Typical business applications are cluttered with repetitive resource management code. Many projects try to invent their own solutions, sometimes sacrificing proper handling of failures for programming convenience. Spring advocates simple solutions for proper resource handling, namely IoC through templating in the case of JDBC and applying AOP interceptors for the ORM technologies.
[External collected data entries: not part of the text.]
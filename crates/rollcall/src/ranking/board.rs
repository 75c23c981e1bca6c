//! The board: placed slots and pointer hit-testing.

use log::debug;
use rand::Rng;

use rollcall_core::geometry::{Point, Size};

use crate::{
    config::BoardConfig,
    error::InvalidInput,
    palette::Palette,
    placement::Placer,
    ranking::{Participants, Rank, Slot, SlotId},
};

/// Slots laid out on a bounded board.
#[derive(Debug, Clone)]
pub struct Board {
    size: Size,
    slots: Vec<Slot>,
}

impl Board {
    /// Places one slot per participant.
    ///
    /// Labels are attached in participant order and colors drawn from
    /// `palette`.
    ///
    /// # Errors
    ///
    /// Returns [`InvalidInput::BoardConfig`] for unusable board dimensions
    /// and [`InvalidInput::BoardTooSmall`] when the board margin leaves
    /// no room to place slots.
    pub fn generate<R: Rng + ?Sized>(
        participants: &Participants,
        config: &BoardConfig,
        palette: &Palette,
        rng: &mut R,
    ) -> Result<Self, InvalidInput> {
        let placer = Placer::from_config(config)?;
        let points = placer.place(participants.len(), rng);
        let labels = participants.labels();

        let slots = points
            .into_iter()
            .enumerate()
            .map(|(index, point)| {
                let label = labels.and_then(|labels| labels.get(index)).cloned();
                Slot::new(
                    SlotId::new(index),
                    point.position(),
                    config.radius(),
                    palette.choose(rng),
                    label,
                    point.placement(),
                )
            })
            .collect();

        Ok(Self {
            size: config.size(),
            slots,
        })
    }

    pub fn size(&self) -> Size {
        self.size
    }

    pub fn slots(&self) -> &[Slot] {
        &self.slots
    }

    pub fn slot(&self, id: SlotId) -> Option<&Slot> {
        self.slots.get(id.index())
    }

    pub fn len(&self) -> usize {
        self.slots.len()
    }

    pub fn is_empty(&self) -> bool {
        self.slots.is_empty()
    }

    /// Number of slots placed without the separation guarantee.
    pub fn degraded_count(&self) -> usize {
        self.slots
            .iter()
            .filter(|slot| slot.placement().is_degraded())
            .count()
    }

    /// First slot, in slot order, whose disk contains `point` and that has
    /// no rank yet.
    pub fn unranked_slot_at(&self, point: Point) -> Option<SlotId> {
        let hit = self
            .slots
            .iter()
            .find(|slot| !slot.is_ranked() && slot.contains(point))
            .map(Slot::id);
        debug!(x = point.x(), y = point.y(), hit:?; "Hit test");
        hit
    }

    pub(crate) fn assign(&mut self, id: SlotId, rank: Rank) {
        if let Some(slot) = self.slots.get_mut(id.index()) {
            slot.assign(rank);
        }
    }
}

#[cfg(test)]
mod tests {
    use super::*;

    use rand::{SeedableRng, rngs::StdRng};

    fn board(participants: &Participants) -> Board {
        let mut rng = StdRng::seed_from_u64(21);
        Board::generate(
            participants,
            &BoardConfig::default(),
            &Palette::default(),
            &mut rng,
        )
        .unwrap()
    }

    #[test]
    fn test_generate_slot_ids_follow_order() {
        let board = board(&Participants::count(6).unwrap());
        assert_eq!(board.len(), 6);
        for (index, slot) in board.slots().iter().enumerate() {
            assert_eq!(slot.id(), SlotId::new(index));
            assert_eq!(slot.rank(), None);
            assert_eq!(slot.label(), None);
        }
    }

    #[test]
    fn test_generate_attaches_labels_in_order() {
        let board = board(&Participants::named(["Ann", "Bo", "Cy"]).unwrap());
        let labels: Vec<_> = board.slots().iter().map(|s| s.label().unwrap()).collect();
        assert_eq!(labels, ["Ann", "Bo", "Cy"]);
    }

    #[test]
    fn test_generate_uses_palette_colors() {
        let palette = Palette::default();
        let board = board(&Participants::count(30).unwrap());
        for slot in board.slots() {
            assert!(palette.colors().contains(&slot.color()));
        }
    }

    #[test]
    fn test_generate_rejects_tiny_board() {
        let mut rng = StdRng::seed_from_u64(0);
        let result = Board::generate(
            &Participants::count(2).unwrap(),
            &BoardConfig::new(100.0, 100.0),
            &Palette::default(),
            &mut rng,
        );
        assert!(matches!(result, Err(InvalidInput::BoardTooSmall { .. })));
    }

    #[test]
    fn test_generate_rejects_negative_radius() {
        let mut rng = StdRng::seed_from_u64(0);
        let result = Board::generate(
            &Participants::count(10).unwrap(),
            &BoardConfig::default().with_radius(-60.0),
            &Palette::default(),
            &mut rng,
        );
        assert!(matches!(
            result,
            Err(InvalidInput::BoardConfig {
                field: "radius",
                ..
            })
        ));
    }

    #[test]
    fn test_hit_test() {
        let mut board = board(&Participants::count(3).unwrap());
        let target = board.slots()[1].clone();

        assert_eq!(board.unranked_slot_at(target.position()), Some(target.id()));

        let edge = target
            .position()
            .add_point(Point::new(target.radius() - 0.5, 0.0));
        assert_eq!(board.unranked_slot_at(edge), Some(target.id()));

        board.assign(target.id(), Rank::new(1));
        assert_eq!(board.unranked_slot_at(target.position()), None);
    }

    #[test]
    fn test_hit_test_misses_empty_space() {
        let board = board(&Participants::count(2).unwrap());
        assert_eq!(board.unranked_slot_at(Point::new(-500.0, -500.0)), None);
    }
}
The infrastructure provides proper resource handling and
appropriate conversion of specific API exceptions to an unchecked
infrastructure exception hierarchy. Spring
introduces a DAO exception hierarchy, applicable to any data access
strategy. For direct JDBC, the JdbcTemplate
class
mentioned in a previous section provides connection handling and proper
conversion of SQLException
to the
DataAccessException
hierarchy, including
translation of database-specific SQL error codes to meaningful exception
classes. For ORM technologies, see the next section for how to get the
same exception translation benefits.
When it comes to transaction management, the
JdbcTemplate
class hooks in to the Spring
transaction support and supports both JTA and JDBC transactions, through
respective Spring transaction managers. For the supported ORM
technologies Spring offers Hibernate, JPA and JDO support through the
Hibernate, JPA, and JDO transaction managers as well as JTA support. For
details on transaction support, see the Chapter 10, Transaction Management
chapter.
When you use Hibernate, JPA, or JDO in a DAO, you must decide how
to handle the persistence technology's native exception classes. The DAO
throws a subclass of a HibernateException
,
PersistenceException
or
JDOException
depending on the technology.
These exceptions are all run-time exceptions and do not have to be
declared or caught. You may also have to deal with
IllegalArgumentException
and
IllegalStateException
. This means that callers
can only treat exceptions as generally fatal, unless they want to depend
on the persistence technology's own exception structure. Catching
specific causes such as an optimistic locking failure is not possible
without tying the caller to the implementation strategy. This trade off
might be acceptable to applications that are strongly ORM-based and/or
do not need any special exception treatment. However, Spring enables
exception translation to be applied transparently through the
@Repository
annotation:
@Repository public class ProductDaoImpl implements ProductDao { // class body here... }
<beans> <!-- Exception translation bean post processor --> <bean class="org.springframework.dao.annotation.PersistenceExceptionTranslationPostProcessor"/> <bean id="myProductDao" class="product.ProductDaoImpl"/> </beans>
The postprocessor automatically looks for all exception
translators (implementations of the
PersistenceExceptionTranslator
interface)
and advises all beans marked with the
@Repository
annotation so that the
discovered translators can intercept and apply the appropriate
translation on the thrown exceptions.
In summary: you can implement DAOs based on the plain persistence technology's API and annotations, while still benefiting from Spring-managed transactions, dependency injection, and transparent exception conversion (if desired) to Spring's custom exception hierarchies.